It’s Summer 2005 and I bring a binder of photos, my own family album, to my shrink’s office at Beth Israel Hospital in the East Village. It is a Tuesday afternoon, and I’ve high-tailed it down here on a long lunch hour from the midtown proofreading job. We’re about a month away from moving out of the city upstate to Albany. Everything seems to have fallen into place. This is before we go through our search for a baby, but long after I have tried to figure Cousin Mike out.

My shrink asked me to do this for months, years maybe, but I’ve kept putting it off, kept forgetting. Finally, on a bright morning in Park Slope, Brooklyn, on the last day I will see my shrink, I set out from my apartment to the F train with photos I’ve collected and stolen from relatives over the years and compiled into my own family album.

As I flip through the three-ringed binder, there are high school buddies, kiddy photos, mom, dad, sister, grandmom and grandpop, aunts and uncles, cousins and nephews. I flip the pages and I talk.  There’s my sister, draped with a homecoming court on the Maple Shade High School track. There’s me and my mom after the divorce, a For Sale sign on our lawn, standing front of the gray primer-coated van.
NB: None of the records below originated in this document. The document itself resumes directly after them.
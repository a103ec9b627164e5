//! Profile store and hobby directory backends
//!
//! Both are point-read services from the pipeline's point of view. The
//! fjall backend persists them on disk; the in-memory backend serves
//! demos and tests.

use async_trait::async_trait;

use crate::error::StorageError;
use crate::models::UserProfile;

pub mod fjall_store;
pub mod memory;
pub mod seed;

pub use fjall_store::FjallStore;
pub use memory::InMemoryStore;
pub use seed::{SeedDocument, SeedSummary};

/// Lookup of stored traveler profiles by user id
#[async_trait]
pub trait ProfileStore: Send + Sync {
    async fn get_profile(&self, user_id: u64) -> Result<Option<UserProfile>, StorageError>;

    /// Insert or replace a profile
    async fn put_profile(&self, profile: &UserProfile) -> Result<(), StorageError>;
}

/// Directory of hobby names to the locations offering them
#[async_trait]
pub trait HobbyDirectory: Send + Sync {
    /// Open a read handle. The handle is released when dropped.
    fn open_reader(&self) -> Result<Box<dyn DirectoryReader>, StorageError>;

    /// Replace the location list of a hobby
    async fn set_locations(&self, hobby: &str, locations: &[String]) -> Result<(), StorageError>;
}

/// Scoped read access to a hobby directory
#[async_trait]
pub trait DirectoryReader: Send + Sync {
    /// Locations for a hobby in stored order; empty when the hobby is unknown
    async fn lookup_locations(&self, hobby: &str) -> Result<Vec<String>, StorageError>;
}
use std::path::PathBuf;
use std::sync::Arc;

use anyhow::{Context, Result};
use tracing::{info, warn};

use trip_prompt::config::{ServiceConfig, StorageBackend};
use trip_prompt::generation::{GenerationParameters, TextGenerator};
use trip_prompt::http::build_client;
use trip_prompt::location::GoogleGeocoder;
use trip_prompt::storage::SeedDocument;
use trip_prompt::{
    AppState, FjallStore, HobbyDirectory, InMemoryStore, LocationValidator,
    PassthroughLocationValidator, ProfileStore, PromptComposer, RegionClock,
    StrictLocationValidator, TripPipeline, ValidationMode, telemetry, web,
};

#[tokio::main]
async fn main() -> Result<()> {
    // Optional config file path as the only argument
    let config_path = std::env::args().nth(1).map(PathBuf::from);
    let config = ServiceConfig::load_from_path(config_path)?;

    let _telemetry = telemetry::init(&config.logging, &config.telemetry)?;
    info!("Starting trip-prompt {}", trip_prompt::VERSION);

    let (profiles, directory) = open_storage(&config).await?;
    let locations = location_validator(&config)?;

    let composer = PromptComposer::new(
        config.region.country.clone(),
        config.region.currency.clone(),
        config.prompt.min_recommendations,
        config.prompt.render_mode,
    );
    let clock = Arc::new(RegionClock::new(config.timezone()?));

    let pipeline = TripPipeline::new(
        profiles,
        directory,
        locations,
        composer,
        clock,
        config.region.country.clone(),
    );

    let state = AppState {
        pipeline: Arc::new(pipeline),
        generator: text_generator(&config)?.map(Arc::new),
    };

    web::run(&config.server, state).await
}

async fn open_storage(
    config: &ServiceConfig,
) -> Result<(Arc<dyn ProfileStore>, Arc<dyn HobbyDirectory>)> {
    let (profiles, directory) = match config.storage.backend {
        StorageBackend::Fjall => {
            let store = FjallStore::open(&config.storage.path)
                .with_context(|| format!("Failed to open database at {}", config.storage.path))?;
            info!("Opened database at {}", config.storage.path);
            shared(Arc::new(store))
        }
        StorageBackend::Memory => {
            warn!("Using in-memory storage, data is lost on exit");
            shared(Arc::new(InMemoryStore::new()))
        }
    };

    if let Some(seed_file) = &config.storage.seed_file {
        let summary = SeedDocument::from_file(seed_file)
            .await?
            .apply(profiles.as_ref(), directory.as_ref())
            .await?;
        info!(
            "Seeded {} profiles and {} hobbies from {}",
            summary.profiles,
            summary.hobbies,
            seed_file.display()
        );
    }

    Ok((profiles, directory))
}

/// One store serving both roles
fn shared<S>(store: Arc<S>) -> (Arc<dyn ProfileStore>, Arc<dyn HobbyDirectory>)
where
    S: ProfileStore + HobbyDirectory + 'static,
{
    (store.clone(), store)
}

fn location_validator(config: &ServiceConfig) -> Result<Arc<dyn LocationValidator>> {
    match (config.effective_geocoding_mode(), &config.geocoding.api_key) {
        (ValidationMode::Strict, Some(api_key)) => {
            let client = build_client(
                config.geocoding.timeout_seconds,
                config.geocoding.max_retries,
            )?;
            let geocoder = GoogleGeocoder::new(client, config.geocoding.base_url.clone(), api_key.clone());
            info!("Strict location validation for {}", config.region.country);
            Ok(Arc::new(StrictLocationValidator::new(
                Arc::new(geocoder),
                config.region.country.clone(),
            )))
        }
        _ => {
            warn!("Location validation disabled, addresses are accepted as given");
            Ok(Arc::new(PassthroughLocationValidator))
        }
    }
}

fn text_generator(config: &ServiceConfig) -> Result<Option<TextGenerator>> {
    let Some(generation) = &config.generation else {
        info!("Text generation disabled, responses carry the prompt only");
        return Ok(None);
    };

    let client = build_client(generation.timeout_seconds, generation.max_retries)?;
    Ok(Some(TextGenerator::new(
        client,
        generation.endpoint.clone(),
        generation.api_token.clone(),
        GenerationParameters {
            adapter_id: generation.adapter_id.clone(),
            adapter_source: generation.adapter_source.clone(),
            max_new_tokens: generation.max_new_tokens,
            temperature: generation.temperature,
        },
    )))
}
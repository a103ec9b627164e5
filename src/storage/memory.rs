use std::collections::HashMap;
use std::sync::atomic::{AtomicUsize, Ordering};
use std::sync::{Arc, PoisonError, RwLock};

use async_trait::async_trait;

use super::{DirectoryReader, HobbyDirectory, ProfileStore};
use crate::error::StorageError;
use crate::models::{ProfileRecord, UserProfile};

type LocationMap = Arc<RwLock<HashMap<String, Vec<String>>>>;

/// Process-local profile store and hobby directory.
///
/// Profiles are kept in their stored encoding so reads decode exactly like
/// the persistent backend.
#[derive(Default)]
pub struct InMemoryStore {
    profiles: RwLock<HashMap<u64, ProfileRecord>>,
    hobby_locations: LocationMap,
    open_readers: Arc<AtomicUsize>,
    readers_opened: AtomicUsize,
}

impl InMemoryStore {
    #[must_use]
    pub fn new() -> Self {
        Self::default()
    }

    /// Store a raw record, bypassing the list encoder
    pub fn insert_record(&self, user_id: u64, record: ProfileRecord) {
        self.profiles
            .write()
            .unwrap_or_else(PoisonError::into_inner)
            .insert(user_id, record);
    }

    /// Number of directory readers currently alive
    #[must_use]
    pub fn open_reader_count(&self) -> usize {
        self.open_readers.load(Ordering::SeqCst)
    }

    /// Directory readers opened since creation
    #[must_use]
    pub fn readers_opened(&self) -> usize {
        self.readers_opened.load(Ordering::SeqCst)
    }
}

#[async_trait]
impl ProfileStore for InMemoryStore {
    async fn get_profile(&self, user_id: u64) -> Result<Option<UserProfile>, StorageError> {
        let record = self
            .profiles
            .read()
            .unwrap_or_else(PoisonError::into_inner)
            .get(&user_id)
            .cloned();
        record
            .map(|record| UserProfile::from_record(user_id, &record))
            .transpose()
    }

    async fn put_profile(&self, profile: &UserProfile) -> Result<(), StorageError> {
        let record = profile.to_record()?;
        self.insert_record(profile.user_id, record);
        Ok(())
    }
}

#[async_trait]
impl HobbyDirectory for InMemoryStore {
    fn open_reader(&self) -> Result<Box<dyn DirectoryReader>, StorageError> {
        self.open_readers.fetch_add(1, Ordering::SeqCst);
        self.readers_opened.fetch_add(1, Ordering::SeqCst);
        Ok(Box::new(MemoryDirectoryReader {
            locations: Arc::clone(&self.hobby_locations),
            open_readers: Arc::clone(&self.open_readers),
        }))
    }

    async fn set_locations(&self, hobby: &str, locations: &[String]) -> Result<(), StorageError> {
        self.hobby_locations
            .write()
            .unwrap_or_else(PoisonError::into_inner)
            .insert(hobby.to_string(), locations.to_vec());
        Ok(())
    }
}

struct MemoryDirectoryReader {
    locations: LocationMap,
    open_readers: Arc<AtomicUsize>,
}

#[async_trait]
impl DirectoryReader for MemoryDirectoryReader {
    async fn lookup_locations(&self, hobby: &str) -> Result<Vec<String>, StorageError> {
        Ok(self
            .locations
            .read()
            .unwrap_or_else(PoisonError::into_inner)
            .get(hobby)
            .cloned()
            .unwrap_or_default())
    }
}

impl Drop for MemoryDirectoryReader {
    fn drop(&mut self) {
        self.open_readers.fetch_sub(1, Ordering::SeqCst);
    }
}
use contracts::validation::require;
use leptos::prelude::*;

use crate::shared::toast::ToastService;

const TABS: [(&str, &str); 3] = [
    ("hero", "Hero Section"),
    ("about", "About Us"),
    ("services", "Services"),
];

/// Site content editor: one panel per public-site block, switched by tabs.
#[component]
#[allow(non_snake_case)]
pub fn ContentSection() -> impl IntoView {
    let (active_tab, set_active_tab) = signal("hero");

    view! {
        <div class="content content-section">
            <div class="tab-bar">
                {TABS.into_iter().map(|(tab_id, label)| {
                    view! {
                        <button
                            class="tab-btn"
                            data-tab=tab_id
                            class:tab-btn--active=move || active_tab.get() == tab_id
                            on:click=move |_| set_active_tab.set(tab_id)
                        >
                            {label}
                        </button>
                    }
                }).collect_view()}
            </div>

            {TABS.into_iter().map(|(tab_id, label)| {
                view! {
                    <div class="tab-panel" class:hidden=move || active_tab.get() != tab_id>
                        <ContentForm block=label />
                    </div>
                }
            }).collect_view()}
        </div>
    }
}

#[component]
fn ContentForm(block: &'static str) -> impl IntoView {
    let toast = use_context::<ToastService>().expect("ToastService not found in context");

    let (title, set_title) = signal(block.to_string());
    let (body, set_body) = signal(String::new());
    let (title_error, set_title_error) = signal(Option::<String>::None);

    let handle_submit = move |ev: leptos::ev::SubmitEvent| {
        ev.prevent_default();
        let error = require("title", &title.get()).map(|e| e.message);
        set_title_error.set(error.clone());
        if error.is_some() {
            return;
        }
        toast.success("Changes saved successfully!");
    };

    view! {
        <form class="content-form" on:submit=handle_submit>
            <div class="form-group">
                <label>"Title"</label>
                <input
                    type="text"
                    class:input--error=move || title_error.get().is_some()
                    prop:value=move || title.get()
                    on:input=move |ev| set_title.set(event_target_value(&ev))
                />
                {move || title_error.get().map(|e| view! { <span class="field-error">{e}</span> })}
            </div>
            <div class="form-group">
                <label>"Text"</label>
                <textarea
                    rows="5"
                    prop:value=move || body.get()
                    on:input=move |ev| set_body.set(event_target_value(&ev))
                />
            </div>
            <button type="submit" class="button button--primary">"Save"</button>
        </form>
    }
}
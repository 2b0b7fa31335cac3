/// Display formatting helpers shared by the table and detail views.

/// Group a whole number with thousands separators.
/// Example: 48250 -> "48,250"
pub fn group_thousands(value: u64) -> String {
    let mut digits = value.to_string();
    let mut grouped = String::new();
    while digits.len() > 3 {
        let split = digits.len() - 3;
        grouped = format!(",{}{}", &digits[split..], grouped);
        digits.truncate(split);
    }
    format!("{}{}", digits, grouped)
}

/// Format an amount as dollars.
/// Example: 2400.0 -> "$2,400", 1234.5 -> "$1,234.50"
pub fn format_amount(amount: f64) -> String {
    let cents = (amount * 100.0).round() as i64;
    let whole = (cents / 100).unsigned_abs();
    let fraction = (cents % 100).unsigned_abs();

    let sign = if cents < 0 { "-" } else { "" };
    if fraction == 0 {
        format!("{}${}", sign, group_thousands(whole))
    } else {
        format!("{}${}.{:02}", sign, group_thousands(whole), fraction)
    }
}

/// Format a metadata timestamp for table cells.
pub fn format_timestamp(dt: chrono::DateTime<chrono::Utc>) -> String {
    dt.format("%Y-%m-%d %H:%M:%S").to_string()
}

#[cfg(test)]
mod tests {
    use super::*;

    #[test]
    fn test_group_thousands() {
        assert_eq!(group_thousands(0), "0");
        assert_eq!(group_thousands(950), "950");
        assert_eq!(group_thousands(48250), "48,250");
        assert_eq!(group_thousands(1234567), "1,234,567");
    }

    #[test]
    fn test_format_amount_groups_thousands() {
        assert_eq!(format_amount(2400.0), "$2,400");
        assert_eq!(format_amount(950.0), "$950");
    }

    #[test]
    fn test_format_amount_keeps_cents() {
        assert_eq!(format_amount(1234.5), "$1,234.50");
        assert_eq!(format_amount(0.99), "$0.99");
    }

    #[test]
    fn test_format_amount_negative() {
        assert_eq!(format_amount(-1250.0), "-$1,250");
    }
}
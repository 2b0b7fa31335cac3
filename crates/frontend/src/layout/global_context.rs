use contracts::sections::Section;
use leptos::prelude::*;
use std::collections::HashMap;
use web_sys::window;

/// Per-layout navigation state. Owns the active section and the activation
/// epoch; section widgets and pending timers hold a copy of the epoch and
/// drop themselves once it moves on. Handlers receive this context by
/// value instead of reading module-scoped globals.
#[derive(Clone, Copy)]
pub struct DashboardContext {
    pub active: RwSignal<Section>,
    pub epoch: RwSignal<u64>,
    pub sidebar_open: RwSignal<bool>,
}

impl DashboardContext {
    pub fn new() -> Self {
        Self {
            active: RwSignal::new(Section::Main),
            epoch: RwSignal::new(0),
            sidebar_open: RwSignal::new(true),
        }
    }

    /// Activate a section. Re-navigating to the section already active is
    /// deliberately not guarded: the fragment is re-fetched and the
    /// section re-initialized from scratch.
    pub fn navigate(&self, section: Section) {
        self.epoch.update(|e| *e += 1);
        self.active.set(section);
    }

    /// Dispatch on an identifier coming from the outside (nav items, URL).
    /// An unknown identifier is a configuration failure: logged, nothing
    /// fetched, the displayed section untouched.
    pub fn navigate_by_id(&self, id: &str) {
        match Section::from_id(id) {
            Some(section) => self.navigate(section),
            None => log::error!("Unknown dashboard section: {}", id),
        }
    }

    pub fn current_epoch(&self) -> u64 {
        self.epoch.get_untracked()
    }

    pub fn toggle_sidebar(&self) {
        self.sidebar_open.update(|open| *open = !*open);
    }

    /// Pick up `?section=...` on startup and mirror the active section
    /// back into the URL. Runs once when the layout is created.
    pub fn init_url_sync(&self) {
        let search = window()
            .and_then(|w| w.location().search().ok())
            .unwrap_or_default();
        let params: HashMap<String, String> =
            serde_qs::from_str(search.trim_start_matches('?')).unwrap_or_default();
        if let Some(section_id) = params.get("section") {
            self.navigate_by_id(section_id);
        }

        let this = *self;
        Effect::new(move |_| {
            let active = this.active.get();
            let query_string = serde_qs::to_string(&HashMap::from([(
                "section".to_string(),
                active.id().to_string(),
            )]))
            .unwrap_or_default();

            let new_url = format!("?{}", query_string);

            let current_search = window()
                .and_then(|w| w.location().search().ok())
                .unwrap_or_default();

            // Only touch history if the URL actually changed
            if current_search != new_url {
                if let Some(w) = window() {
                    if let Ok(history) = w.history() {
                        let _ = history.replace_state_with_url(
                            &wasm_bindgen::JsValue::NULL,
                            "",
                            Some(&new_url),
                        );
                    }
                }
            }
        });
    }
}

#[cfg(test)]
mod tests {
    use super::*;

    #[test]
    fn test_navigation_bumps_epoch_even_for_same_section() {
        let ctx = DashboardContext::new();
        assert_eq!(ctx.active.get_untracked(), Section::Main);

        ctx.navigate(Section::Bookings);
        ctx.navigate(Section::Bookings);
        // Re-navigation is not a no-op: each dispatch re-fetches.
        assert_eq!(ctx.epoch.get_untracked(), 2);
        assert_eq!(ctx.active.get_untracked(), Section::Bookings);
    }

    #[test]
    fn test_unknown_identifier_changes_nothing() {
        let ctx = DashboardContext::new();
        ctx.navigate(Section::Users);
        let epoch_before = ctx.epoch.get_untracked();

        ctx.navigate_by_id("reports");
        assert_eq!(ctx.active.get_untracked(), Section::Users);
        assert_eq!(ctx.epoch.get_untracked(), epoch_before);
    }

    #[test]
    fn test_known_identifier_dispatches() {
        let ctx = DashboardContext::new();
        ctx.navigate_by_id("settings");
        assert_eq!(ctx.active.get_untracked(), Section::Settings);
    }
}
My shrink stops me when we get to the baby pictures—a photo booth strip of me at five months old, on my dad’s lap.

“He’s not touching you,” he says. His voice has the “eureka!” tone I’d never heard from him, not in the three years we’ve been meeting. “He’s propping you up with the tips of his fingers. He’s holding you away from his chest.”

This marks the rare time my shrink didn’t observe something with one of those therapy-speak questions, the Socratic kung-fu table-turn that works most of the time but it is at times maddening. He has made a declaration; he’s noticed something, and he tells me outright.  And he’s right: I am raised above my father’s thighs, suspended like a specimen, with only his fingertips touching my belly’s sides.  We start to notice other baby picture that play out the same tableau.

Then he points at a picture of me, years later, on the beach in Ocean City with my grandparents. We pose next to a lifeguard boat, as we did every summer.  My grandpop, who I thought was one of the surliest men alive, has both hands on my shoulder. His smile is so wide that the tops of his cheeks bump under his thick-ass Michael Caine glasses.  My grandmom strikes a more regal pose, hooks her arm around mine, as we are entering a formal dance.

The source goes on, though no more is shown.